Over one hundred and seventy years ago, a small group of French Marist missionaries sailed to New Zealand. They travelled with little more than their faith, and came at the request of the Pope with a view to establishing the Catholic Church.
French and Catholic, there was a need for wine and they brought with them generations of winemaking experience and a few precious vines.
Following soon after the first French missionaries was Brother Cyprian Huchet. He was the son of a vigneron for the Loire who oversaw New Zealand’s first recorded commercial sale of wine.
Generations in the making, the Mission Huchet Syrah 2007 is a limited edition wine and a tribute to this pioneering French Marist winemaker.
The grapes for the Huchet wine were grown in two different zones on Mission’s Mere Rd, Syrah block, located on the Gimblet Gravels. Selecting fruit from different zones means one zone produced fruit with rich, intense, deep dark blackberry characters of structure and purity and the other: fruit with spice, dark black pepper and sweet floral violets.

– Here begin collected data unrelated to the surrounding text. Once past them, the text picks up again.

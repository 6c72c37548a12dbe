use std::ffi::OsString;
use std::fs::{self, OpenOptions};
use std::io::{BufRead, BufReader, Read};
use std::path::{Path, PathBuf};
use std::process::{Child, Command, ExitStatus, Stdio};
use std::thread;

use serde::{Deserialize, Serialize};

use crate::error::ArchiveError;
use crate::events::{ArchiveEvent, EventSink};

#[derive(Debug, Clone, PartialEq, Eq)]
pub struct Invocation {
    pub program: String,
    pub args: Vec<OsString>,
    pub cwd: Option<PathBuf>,
}

impl Invocation {
    pub fn new(program: impl Into<String>) -> Self {
        Self {
            program: program.into(),
            args: Vec::new(),
            cwd: None,
        }
    }

    pub fn arg(mut self, arg: impl Into<OsString>) -> Self {
        self.args.push(arg.into());
        self
    }

    pub fn args<I, S>(mut self, args: I) -> Self
    where
        I: IntoIterator<Item = S>,
        S: Into<OsString>,
    {
        self.args.extend(args.into_iter().map(Into::into));
        self
    }

    pub fn current_dir(mut self, dir: impl Into<PathBuf>) -> Self {
        self.cwd = Some(dir.into());
        self
    }

    fn command(&self) -> Command {
        let mut cmd = Command::new(&self.program);
        cmd.args(&self.args);
        if let Some(dir) = &self.cwd {
            cmd.current_dir(dir);
        }
        cmd
    }

    fn spawn(&self, cmd: &mut Command) -> Result<Child, ArchiveError> {
        cmd.spawn().map_err(|err| ArchiveError::Spawn {
            program: self.program.clone(),
            message: err.to_string(),
        })
    }
}

/// Exit code of a finished process; `None` when it was killed by a signal.
#[derive(Debug, Clone, Copy, PartialEq, Eq)]
pub struct ProcessExit {
    code: Option<i32>,
}

impl ProcessExit {
    pub fn from_code(code: i32) -> Self {
        Self { code: Some(code) }
    }

    pub fn signalled() -> Self {
        Self { code: None }
    }

    pub fn code(&self) -> Option<i32> {
        self.code
    }

    pub fn success(&self) -> bool {
        self.code == Some(0)
    }
}

impl From<ExitStatus> for ProcessExit {
    fn from(status: ExitStatus) -> Self {
        Self {
            code: status.code(),
        }
    }
}

/// `source | sink > output`. Only the sink's exit decides success; a
/// failing source is reported but does not fail the pipeline.
#[derive(Debug, Clone, PartialEq, Eq)]
pub struct Pipeline {
    pub source: Invocation,
    pub sink: Invocation,
    pub output: PathBuf,
}

#[derive(Debug, Clone, Copy, PartialEq, Eq)]
pub struct PipelineExit {
    pub source: ProcessExit,
    pub sink: ProcessExit,
}

impl PipelineExit {
    pub fn success(&self) -> bool {
        self.sink.success()
    }
}

pub trait CommandRunner: Send + Sync {
    /// Streams stdout and stderr to the sink line by line.
    fn run(&self, command: &Invocation, sink: &dyn EventSink)
    -> Result<ProcessExit, ArchiveError>;

    /// Writes stdout to `output`, streaming stderr to the sink.
    fn run_to_file(
        &self,
        command: &Invocation,
        output: &Path,
        append: bool,
        sink: &dyn EventSink,
    ) -> Result<ProcessExit, ArchiveError>;

    fn run_pipeline(
        &self,
        pipeline: &Pipeline,
        sink: &dyn EventSink,
    ) -> Result<PipelineExit, ArchiveError>;
}

#[derive(Debug, Clone, Copy, Default)]
pub struct SystemRunner;

impl SystemRunner {
    pub fn new() -> Self {
        Self
    }
}

impl CommandRunner for SystemRunner {
    fn run(
        &self,
        command: &Invocation,
        sink: &dyn EventSink,
    ) -> Result<ProcessExit, ArchiveError> {
        let mut cmd = command.command();
        cmd.stdin(Stdio::null())
            .stdout(Stdio::piped())
            .stderr(Stdio::piped());
        let mut child = command.spawn(&mut cmd)?;
        let stdout = child.stdout.take();
        let stderr = child.stderr.take();

        thread::scope(|scope| {
            scope.spawn(|| forward_lines(stderr, &command.program, true, sink));
            forward_lines(stdout, &command.program, false, sink);
        });

        wait(&mut child, &command.program)
    }

    fn run_to_file(
        &self,
        command: &Invocation,
        output: &Path,
        append: bool,
        sink: &dyn EventSink,
    ) -> Result<ProcessExit, ArchiveError> {
        let file = open_output(output, append)?;
        let mut cmd = command.command();
        cmd.stdin(Stdio::null())
            .stdout(Stdio::from(file))
            .stderr(Stdio::piped());
        let mut child = command.spawn(&mut cmd)?;
        let stderr = child.stderr.take();
        forward_lines(stderr, &command.program, true, sink);
        wait(&mut child, &command.program)
    }

    fn run_pipeline(
        &self,
        pipeline: &Pipeline,
        sink: &dyn EventSink,
    ) -> Result<PipelineExit, ArchiveError> {
        let mut source_cmd = pipeline.source.command();
        source_cmd
            .stdin(Stdio::null())
            .stdout(Stdio::piped())
            .stderr(Stdio::piped());
        let mut source = pipeline.source.spawn(&mut source_cmd)?;
        let Some(stream) = source.stdout.take() else {
            let _ = source.kill();
            let _ = source.wait();
            return Err(ArchiveError::Spawn {
                program: pipeline.source.program.clone(),
                message: "stdout was not captured".to_string(),
            });
        };

        let spawned_sink = open_output(&pipeline.output, false).and_then(|file| {
            let mut sink_cmd = pipeline.sink.command();
            sink_cmd
                .stdin(Stdio::from(stream))
                .stdout(Stdio::from(file))
                .stderr(Stdio::piped());
            pipeline.sink.spawn(&mut sink_cmd)
        });
        let mut compressor = match spawned_sink {
            Ok(child) => child,
            Err(err) => {
                let _ = source.kill();
                let _ = source.wait();
                return Err(err);
            }
        };

        let source_stderr = source.stderr.take();
        let sink_stderr = compressor.stderr.take();
        thread::scope(|scope| {
            scope.spawn(|| forward_lines(source_stderr, &pipeline.source.program, true, sink));
            forward_lines(sink_stderr, &pipeline.sink.program, true, sink);
        });

        let sink_exit = wait(&mut compressor, &pipeline.sink.program)?;
        let source_exit = wait(&mut source, &pipeline.source.program)?;
        if !source_exit.success() {
            sink.event(ArchiveEvent::SourceStageFailed {
                program: pipeline.source.program.clone(),
                code: source_exit.code(),
            });
        }
        Ok(PipelineExit {
            source: source_exit,
            sink: sink_exit,
        })
    }
}

fn open_output(path: &Path, append: bool) -> Result<fs::File, ArchiveError> {
    let mut options = OpenOptions::new();
    if append {
        options.append(true).create(true);
    } else {
        options.write(true).create(true).truncate(true);
    }
    options
        .open(path)
        .map_err(|err| ArchiveError::Filesystem(format!("open {}: {err}", path.display())))
}

fn wait(child: &mut Child, program: &str) -> Result<ProcessExit, ArchiveError> {
    child
        .wait()
        .map(ProcessExit::from)
        .map_err(|err| ArchiveError::Spawn {
            program: program.to_string(),
            message: err.to_string(),
        })
}

fn forward_lines<R: Read>(stream: Option<R>, program: &str, stderr: bool, sink: &dyn EventSink) {
    let Some(stream) = stream else {
        return;
    };
    for line in BufReader::new(stream).split(b'\n') {
        let Ok(line) = line else {
            break;
        };
        let text = String::from_utf8_lossy(&line).trim().to_string();
        if text.is_empty() {
            continue;
        }
        sink.event(ArchiveEvent::ToolOutput {
            program: program.to_string(),
            line: text,
            stderr,
        });
    }
}

/// External programs the archiver drives.
#[derive(Debug, Clone, PartialEq, Eq, Serialize, Deserialize)]
pub struct Toolchain {
    #[serde(default = "default_tar")]
    pub tar: String,
    #[serde(default = "default_compressor")]
    pub compressor: String,
    #[serde(default = "default_hasher")]
    pub hasher: Vec<String>,
}

impl Default for Toolchain {
    fn default() -> Self {
        Self {
            tar: default_tar(),
            compressor: default_compressor(),
            hasher: default_hasher(),
        }
    }
}

impl Toolchain {
    pub fn missing_tools(&self, threads: usize, checksums: bool) -> Vec<String> {
        let mut required = vec![self.tar.as_str()];
        if threads > 1 {
            required.push(self.compressor.as_str());
        }
        if checksums {
            if let Some(hasher) = self.hasher.first() {
                required.push(hasher.as_str());
            }
        }
        required
            .into_iter()
            .filter(|program| find_in_path(program).is_none())
            .map(str::to_string)
            .collect()
    }
}

fn default_tar() -> String {
    "tar".to_string()
}

fn default_compressor() -> String {
    "pigz".to_string()
}

fn default_hasher() -> Vec<String> {
    vec!["shasum".to_string(), "-a".to_string(), "1".to_string()]
}

pub fn find_in_path(name: &str) -> Option<PathBuf> {
    let candidate = Path::new(name);
    if candidate.components().count() > 1 {
        return candidate.is_file().then(|| candidate.to_path_buf());
    }
    let path_var = std::env::var_os("PATH")?;
    std::env::split_paths(&path_var)
        .map(|dir| dir.join(name))
        .find(|path| path.is_file())
}
use std::io::{self, Write};

use camino::Utf8PathBuf;
use serde::Serialize;

use crate::orchestrator::{PassSummary, RunStatus};

pub struct JsonOutput;

impl JsonOutput {
    pub fn print_summary(summary: &PassSummary) -> io::Result<()> {
        Self::print_json(summary)
    }

    pub fn print_survey(statuses: &[RunStatus]) -> io::Result<()> {
        Self::print_json(&statuses)
    }

    pub fn print_written(paths: &[Utf8PathBuf]) -> io::Result<()> {
        Self::print_json(&paths)
    }

    fn print_json<T: Serialize>(value: &T) -> io::Result<()> {
        let json = serde_json::to_string_pretty(value).map_err(io::Error::other)?;
        let mut stdout = io::stdout();
        stdout.write_all(json.as_bytes())?;
        stdout.write_all(b"\n")?;
        Ok(())
    }
}

pub fn print_summary_text(summary: &PassSummary) {
    println!("projects: {}", summary.projects);
    println!(
        "runs: {} ({} not finished, {} too recent, {} eligible)",
        summary.runs, summary.not_finished, summary.too_recent, summary.eligible
    );
    println!(
        "archives: {} created, {} already done, {} failed",
        summary.archived, summary.skipped, summary.failed
    );
    if summary.checksums_computed + summary.checksums_skipped + summary.checksums_failed > 0 {
        println!(
            "checksums: {} computed, {} already done, {} failed",
            summary.checksums_computed, summary.checksums_skipped, summary.checksums_failed
        );
    }
}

In terms of taste, those fortunate to experience Huchet will find it a fine deep-coloured and vibrant wine, with arresting dark berry aromas along with spice and hints of black pepper. It is full-bodied with fine soft tannins, and in line with the zonal grape selection, people get an array of complex fruit and spice characters. It has a long, warm finish.
Mission expects this wine to cellar for 10 – 20 years and the structure to soften with age, to become silky and for the aromas to develop and more intense.
Only 1,657 bottles have been made. They are available for $100 a bottle from the Mission Estate cellar door, online at www.missionestate.co.nz and from selected fine wine retailers.
All that remains to say to Viticulturist, Caine Thompson and Winemaker, Paul Mooney is, Touche on the Huchet.